WHAT IS REQUIRED> Starting at the line that contains "impl<'a, T> IntoIterator", print every remaining line of the entries, unchanged, and output nothing more.
-- -- --
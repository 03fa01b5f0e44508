use std::convert::Infallible;
use std::fmt::{self, Debug, Display};
use std::mem;
use std::sync::atomic::{AtomicU64, Ordering};

use tracing::trace;

use crate::error::{ListError, Result};
use crate::snapshot::Snapshot;

/// Capacity used by [`ArrayList::new`].
pub const DEFAULT_CAPACITY: usize = 10;

static NEXT_ID: AtomicU64 = AtomicU64::new(0);

#[inline]
fn next_id() -> u64 {
	NEXT_ID.fetch_add(1, Ordering::Relaxed)
}

/// A growable list backed by a contiguous buffer.
/// Elements live in slots `[0, len)`; slots past `len` are empty.
/// Every insertion, removal and `set` bumps an internal change counter,
/// which is what [`Snapshot`] iterators check to fail fast.
pub struct ArrayList<T> {
	slots:   Box<[Option<T>]>,
	len:     usize,
	changes: u64,
	id:      u64,
}

impl<T> ArrayList<T> {
	/// Create a new empty list with [`DEFAULT_CAPACITY`] slots. `O(1)`.
	/// ```
	/// # use arraylist::ArrayList;
	/// let list: ArrayList<u8> = ArrayList::new();
	/// assert_eq!(list.len(), 0);
	/// assert_eq!(list.capacity(), 10);
	/// ```
	#[inline]
	pub fn new() -> Self {
		Self::with_capacity(DEFAULT_CAPACITY)
	}

	/// Create a new empty list with `capacity` slots. `O(n)`.
	/// ```
	/// # use arraylist::ArrayList;
	/// let list: ArrayList<u8> = ArrayList::with_capacity(3);
	/// assert_eq!(list.capacity(), 3);
	/// assert!(list.is_empty());
	/// ```
	pub fn with_capacity(capacity: usize) -> Self {
		Self {
			slots:   (0..capacity).map(|_| None).collect(),
			len:     0,
			changes: 0,
			id:      next_id(),
		}
	}

	// doubles once there is no free slot past the next write position
	fn grow_if_full(&mut self) {
		if self.len + 1 < self.slots.len() { return; }

		let capacity = (self.slots.len() * 2).max(1);
		trace!(list = self.id, from = self.slots.len(), to = capacity, "growing buffer");

		let mut grown = Vec::with_capacity(capacity);
		grown.extend(self.slots.iter_mut().map(Option::take));
		grown.resize_with(capacity, || None);
		self.slots = grown.into_boxed_slice();
	}

	#[inline]
	fn touch(&mut self) {
		self.changes = self.changes.wrapping_add(1);
	}

	// caller guarantees `index <= len`
	fn insert_unchecked(&mut self, index: usize, elem: T) {
		self.grow_if_full();

		self.slots[self.len] = Some(elem);
		self.slots[index..=self.len].rotate_right(1);
		self.len += 1;
		self.touch();
	}

	fn take_at(&mut self, index: usize) -> Result<T> {
		let elem = self.slots[..self.len].get_mut(index)
			.and_then(Option::take)
			.ok_or(ListError::IndexOutOfRange { index, len: self.len })?;

		self.slots[index..self.len].rotate_left(1);
		self.len -= 1;
		self.touch();
		Ok(elem)
	}

	/// Insert an element at the front, shifting everything right. `O(n)`.
	/// ```
	/// # use arraylist::ArrayList;
	/// let mut list = ArrayList::from(vec![2, 3]);
	/// list.add_to_front(1);
	/// assert_eq!(list.to_string(), "[1, 2, 3]");
	/// ```
	#[inline]
	pub fn add_to_front(&mut self, elem: T) {
		self.insert_unchecked(0, elem);
	}

	/// Append an element. `O(1)` amortized.
	/// ```
	/// # use arraylist::ArrayList;
	/// let mut list = ArrayList::new();
	/// list.add_to_rear(1);
	/// list.add_to_rear(2);
	/// assert_eq!(list.to_string(), "[1, 2]");
	/// ```
	#[inline]
	pub fn add_to_rear(&mut self, elem: T) {
		self.insert_unchecked(self.len, elem);
	}

	/// Same as [`add_to_rear`](Self::add_to_rear).
	#[inline]
	pub fn add(&mut self, elem: T) {
		self.add_to_rear(elem);
	}

	/// Insert an element so that it ends up at `index`. `O(n)`.
	/// The element previously at `index` and everything after it shift right by one.
	/// Valid positions are `0..=len`.
	/// ```
	/// # use arraylist::{ArrayList, ListError};
	/// let mut list = ArrayList::from(vec!['a', 'c']);
	/// list.insert(1, 'b').unwrap();
	/// list.insert(3, 'd').unwrap();
	/// assert_eq!(list.to_string(), "[a, b, c, d]");
	///
	/// assert_eq!(list.insert(5, 'x'), Err(ListError::IndexOutOfRange { index: 5, len: 4 }));
	/// ```
	pub fn insert(&mut self, index: usize, elem: T) -> Result<()> {
		if index > self.len {
			return Err(ListError::IndexOutOfRange { index, len: self.len });
		}

		self.insert_unchecked(index, elem);
		Ok(())
	}

	/// Remove and return the first element. `O(n)`.
	/// ```
	/// # use arraylist::{ArrayList, ListError};
	/// let mut list = ArrayList::from(vec![1, 2]);
	/// assert_eq!(list.remove_first(), Ok(1));
	/// assert_eq!(list.remove_first(), Ok(2));
	/// assert_eq!(list.remove_first(), Err(ListError::EmptyCollection));
	/// ```
	pub fn remove_first(&mut self) -> Result<T> {
		if self.is_empty() { return Err(ListError::EmptyCollection); }
		self.take_at(0)
	}

	/// Remove and return the last element. `O(1)`.
	/// ```
	/// # use arraylist::{ArrayList, ListError};
	/// let mut list = ArrayList::from(vec![1, 2]);
	/// assert_eq!(list.remove_last(), Ok(2));
	/// assert_eq!(list.to_string(), "[1]");
	/// ```
	pub fn remove_last(&mut self) -> Result<T> {
		if self.is_empty() { return Err(ListError::EmptyCollection); }
		self.take_at(self.len - 1)
	}

	/// Remove and return the element at `index`, shifting later elements left. `O(n)`.
	/// ```
	/// # use arraylist::{ArrayList, ListError};
	/// let mut list = ArrayList::from(vec![1, 2, 3]);
	/// assert_eq!(list.remove(1), Ok(2));
	/// assert_eq!(list.get(1), Ok(&3));
	/// assert_eq!(list.remove(2), Err(ListError::IndexOutOfRange { index: 2, len: 2 }));
	/// ```
	#[inline]
	pub fn remove(&mut self, index: usize) -> Result<T> {
		self.take_at(index)
	}

	/// Overwrite the element at `index`, returning the old one. `O(1)`.
	/// Counts as a change: open [`Snapshot`]s are invalidated.
	/// ```
	/// # use arraylist::ArrayList;
	/// let mut list = ArrayList::from(vec![1, 2, 3]);
	/// assert_eq!(list.set(0, 7), Ok(1));
	/// assert_eq!(list.to_string(), "[7, 2, 3]");
	/// ```
	pub fn set(&mut self, index: usize, elem: T) -> Result<T> {
		let len = self.len;

		match self.slots[..len].get_mut(index) {
			Some(Some(current)) => {
				let old = mem::replace(current, elem);
				self.touch();
				Ok(old)
			},
			_ => Err(ListError::IndexOutOfRange { index, len }),
		}
	}

	/// Get a ref to the element at `index`. `O(1)`.
	/// ```
	/// # use arraylist::{ArrayList, ListError};
	/// let list = ArrayList::from(vec![1, 2, 3]);
	/// assert_eq!(list.get(2), Ok(&3));
	/// assert_eq!(list.get(3), Err(ListError::IndexOutOfRange { index: 3, len: 3 }));
	/// ```
	#[inline]
	pub fn get(&self, index: usize) -> Result<&T> {
		self.slots[..self.len].get(index)
			.and_then(Option::as_ref)
			.ok_or(ListError::IndexOutOfRange { index, len: self.len })
	}

	/// Get a ref to the first element. `O(1)`.
	/// ```
	/// # use arraylist::{ArrayList, ListError};
	/// let list = ArrayList::from(vec![1, 2, 3]);
	/// assert_eq!(list.first(), Ok(&1));
	///
	/// let empty: ArrayList<u8> = ArrayList::new();
	/// assert_eq!(empty.first(), Err(ListError::EmptyCollection));
	/// ```
	#[inline]
	pub fn first(&self) -> Result<&T> {
		self.iter().next().ok_or(ListError::EmptyCollection)
	}

	/// Get a ref to the last element. `O(1)`.
	/// ```
	/// # use arraylist::ArrayList;
	/// let list = ArrayList::from(vec![1, 2, 3]);
	/// assert_eq!(list.last(), Ok(&3));
	/// ```
	#[inline]
	pub fn last(&self) -> Result<&T> {
		self.iter().next_back().ok_or(ListError::EmptyCollection)
	}

	/// Get the number of elements in the list. `O(1)`.
	#[inline]
	pub const fn len(&self) -> usize {
		self.len
	}

	/// Check if the list is empty. `O(1)`.
	#[inline]
	pub const fn is_empty(&self) -> bool {
		self.len == 0
	}

	/// Number of slots in the buffer. Never shrinks. `O(1)`.
	/// ```
	/// # use arraylist::ArrayList;
	/// let mut list = ArrayList::with_capacity(2);
	/// list.add(1);
	/// list.add(2);
	/// assert_eq!(list.capacity(), 4);
	/// ```
	#[inline]
	pub fn capacity(&self) -> usize {
		self.slots.len()
	}

	/// Borrowing iterator over the elements, front to back.
	/// The list cannot be changed while it is alive, so it never fails.
	/// ```
	/// # use arraylist::ArrayList;
	/// let list = ArrayList::from(vec![1, 2, 3]);
	/// assert_eq!(list.iter().sum::<i32>(), 6);
	/// ```
	#[inline]
	pub fn iter(&self) -> Iter<'_, T> {
		Iter { inner: self.slots[..self.len].iter() }
	}

	/// Start a fail-fast traversal of this list. `O(1)`.
	/// See [`Snapshot`] for the protocol.
	/// ```
	/// # use arraylist::ArrayList;
	/// let list = ArrayList::from(vec![1, 2]);
	/// let mut it = list.iterator();
	///
	/// assert_eq!(it.next(&list), Ok(&1));
	/// assert_eq!(it.next(&list), Ok(&2));
	/// assert_eq!(it.has_next(&list), Ok(false));
	/// ```
	#[inline]
	pub fn iterator(&self) -> Snapshot {
		Snapshot::new(self.id, self.changes)
	}

	/// Bidirectional iteration is not provided.
	/// ```
	/// # use arraylist::{ArrayList, ListError};
	/// let list: ArrayList<u8> = ArrayList::new();
	/// assert!(matches!(list.list_iterator(), Err(ListError::UnsupportedOperation(_))));
	/// ```
	#[inline]
	pub fn list_iterator(&self) -> Result<Infallible> {
		Err(ListError::UnsupportedOperation("list iterator"))
	}

	/// Bidirectional iteration from a starting index is not provided either.
	#[inline]
	pub fn list_iterator_at(&self, _start: usize) -> Result<Infallible> {
		Err(ListError::UnsupportedOperation("list iterator"))
	}

	#[inline]
	pub(crate) const fn changes(&self) -> u64 {
		self.changes
	}

	#[inline]
	pub(crate) const fn id(&self) -> u64 {
		self.id
	}
}

impl<T: PartialEq> ArrayList<T> {
	/// Position of the first element equal to `elem`, `None` if there is none. `O(n)`.
	/// ```
	/// # use arraylist::ArrayList;
	/// let list = ArrayList::from(vec![1, 2, 2]);
	/// assert_eq!(list.index_of(&2), Some(1));
	/// assert_eq!(list.index_of(&9), None);
	/// ```
	#[inline]
	pub fn index_of(&self, elem: &T) -> Option<usize> {
		self.iter().position(|e| e == elem)
	}

	/// Check if any element equals `elem`. `O(n)`.
	#[inline]
	pub fn contains(&self, elem: &T) -> bool {
		self.index_of(elem).is_some()
	}

	/// Insert an element right after the first occurrence of `target`. `O(n)`.
	/// ```
	/// # use arraylist::{ArrayList, ListError};
	/// let mut list = ArrayList::from(vec![1, 3]);
	/// list.add_after(2, &1).unwrap();
	/// assert_eq!(list.to_string(), "[1, 2, 3]");
	///
	/// assert_eq!(list.add_after(4, &9), Err(ListError::ElementNotFound));
	/// ```
	pub fn add_after(&mut self, elem: T, target: &T) -> Result<()> {
		let target = self.index_of(target).ok_or(ListError::ElementNotFound)?;
		self.insert_unchecked(target + 1, elem);
		Ok(())
	}

	/// Remove and return the first element equal to `elem`. `O(n)`.
	/// ```
	/// # use arraylist::{ArrayList, ListError};
	/// let mut list = ArrayList::from(vec![1, 2, 1]);
	/// assert_eq!(list.remove_element(&1), Ok(1));
	/// assert_eq!(list.to_string(), "[2, 1]");
	/// assert_eq!(list.remove_element(&5), Err(ListError::ElementNotFound));
	/// ```
	pub fn remove_element(&mut self, elem: &T) -> Result<T> {
		let index = self.index_of(elem).ok_or(ListError::ElementNotFound)?;
		self.take_at(index)
	}
}

impl<T> Default for ArrayList<T> {
	#[inline]
	fn default() -> Self {
		Self::new()
	}
}

impl<T: Clone> Clone for ArrayList<T> {
	/// Clone the list. `O(n)`.
	/// The clone has the same capacity but its own identity and change counter,
	/// so snapshots of the original do not work on it.
	/// ```
	/// # use arraylist::{ArrayList, ListError};
	/// let list = ArrayList::from(vec![1, 2, 3]);
	/// let cloned = list.clone();
	/// assert_eq!(cloned, list);
	///
	/// let mut it = list.iterator();
	/// assert!(matches!(it.next(&cloned), Err(ListError::ConcurrentChange { .. })));
	/// ```
	fn clone(&self) -> Self {
		Self {
			slots:   self.slots.clone(),
			len:     self.len,
			changes: 0,
			id:      next_id(),
		}
	}
}

impl<T: PartialEq> PartialEq for ArrayList<T> {
	#[inline]
	fn eq(&self, other: &Self) -> bool {
		self.len == other.len && self.iter().eq(other.iter())
	}
}

impl<T: Eq> Eq for ArrayList<T> {}

impl<T> std::ops::Index<usize> for ArrayList<T> {
	type Output = T;

	/// Essentially equivalent to `get`. `O(1)`.
	/// # Panics
	/// Panics if the index is out of bounds.
	#[inline]
	fn index(&self, index: usize) -> &Self::Output {
		self.get(index).unwrap_or_else(|err| panic!("{err}"))
	}
}

impl<T: Debug> Debug for ArrayList<T> {
	fn fmt(&self, f: &mut fmt::Formatter) -> fmt::Result {
		f.debug_list().entries(self.iter()).finish()
	}
}

impl<T: Display> Display for ArrayList<T> {
	fn fmt(&self, f: &mut fmt::Formatter) -> fmt::Result {
		write!(f, "[")?;

		for (i, elem) in self.iter().enumerate() {
			if i > 0 { write!(f, ", ")?; }
			write!(f, "{}", elem)?;
		}

		write!(f, "]")
	}
}


/*
* ===========================
* ===== Conversion bits =====
* ===========================
*/

impl<T> From<Vec<T>> for ArrayList<T> {
	/// Create a new list from a Vec. `O(n)`.
	/// ```
	/// # use arraylist::ArrayList;
	/// let list = ArrayList::from(vec![1, 2, 3]);
	/// assert_eq!(format!("{:?}", list), "[1, 2, 3]");
	/// ```
	#[inline]
	fn from(vec: Vec<T>) -> Self {
		vec.into_iter().collect()
	}
}

impl<T: Clone> From<&[T]> for ArrayList<T> {
	/// Create a new list from a slice. `O(n)`.
	/// ```
	/// # use arraylist::ArrayList;
	/// let array: &[u8] = &[1, 2, 3];
	/// let list = ArrayList::from(array);
	/// assert_eq!(format!("{:?}", list), "[1, 2, 3]");
	/// ```
	#[inline]
	fn from(slice: &[T]) -> Self {
		slice.iter().cloned().collect()
	}
}

impl<T> FromIterator<T> for ArrayList<T> {
	/// Create a new list from an iterator. `O(n)`.
	/// ```
	/// # use arraylist::ArrayList;
	/// let list = (1..=12).collect::<ArrayList<_>>();
	/// assert_eq!(list.len(), 12);
	/// assert_eq!(list.last(), Ok(&12));
	/// ```
	fn from_iter<I: IntoIterator<Item = T>>(iter: I) -> Self {
		let mut list = Self::new();
		list.extend(iter);
		list
	}
}

impl<T> Extend<T> for ArrayList<T> {
	#[inline]
	fn extend<I: IntoIterator<Item = T>>(&mut self, iter: I) {
		iter.into_iter().for_each(|elem| self.add_to_rear(elem));
	}
}


/*
* ==========================
* ===== Iteratory bits =====
* ==========================
*/

/// Borrowing iterator over an [`ArrayList`], created by [`ArrayList::iter`].
pub struct Iter<'a, T> {
	inner: std::slice::Iter<'a, Option<T>>,
}

impl<T> Clone for Iter<'_, T> {
	#[inline]
	fn clone(&self) -> Self {
		Self { inner: self.inner.clone() }
	}
}

impl<'a, T> Iterator for Iter<'a, T> {
	type Item = &'a T;

	#[inline]
	fn next(&mut self) -> Option<Self::Item> {
		self.inner.next()?.as_ref()
	}

	#[inline]
	fn size_hint(&self) -> (usize, Option<usize>)
		{ self.inner.size_hint() }
}

impl<T> DoubleEndedIterator for Iter<'_, T> {
	#[inline]
	fn next_back(&mut self) -> Option<Self::Item> {
		self.inner.next_back()?.as_ref()
	}
}

impl<T> ExactSizeIterator for Iter<'_, T> {}

impl<'a, T> IntoIterator for &'a ArrayList<T> {
	type Item = &'a T;
	type IntoIter = Iter<'a, T>;

	/// ```
	/// # use arraylist::ArrayList;
	/// let list = ArrayList::from(vec![1, 2, 3]);
	/// let mut seen = Vec::new();
	/// for elem in &list {
	///     seen.push(*elem);
	/// }
	/// assert_eq!(seen, vec![1, 2, 3]);
	/// ```
	#[inline]
	fn into_iter(self) -> Self::IntoIter {
		self.iter()
	}
}

impl<T: Debug> Debug for Iter<'_, T> {
	fn fmt(&self, f: &mut fmt::Formatter) -> fmt::Result {
		f.debug_list().entries(self.clone()).finish()
	}
}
-- -- --
SOLUTION TO THE EXERCISE>
impl<'a, T> IntoIterator for &'a ArrayList<T> {
	type Item = &'a T;
	type IntoIter = Iter<'a, T>;

	/// ```
	/// # use arraylist::ArrayList;
	/// let list = ArrayList::from(vec![1, 2, 3]);
	/// let mut seen = Vec::new();
	/// for elem in &list {
	///     seen.push(*elem);
	/// }
	/// assert_eq!(seen, vec![1, 2, 3]);
	/// ```
	#[inline]
	fn into_iter(self) -> Self::IntoIter {
		self.iter()
	}
}

impl<T: Debug> Debug for Iter<'_, T> {
	fn fmt(&self, f: &mut fmt::Formatter) -> fmt::Result {
		f.debug_list().entries(self.clone()).finish()
	}
}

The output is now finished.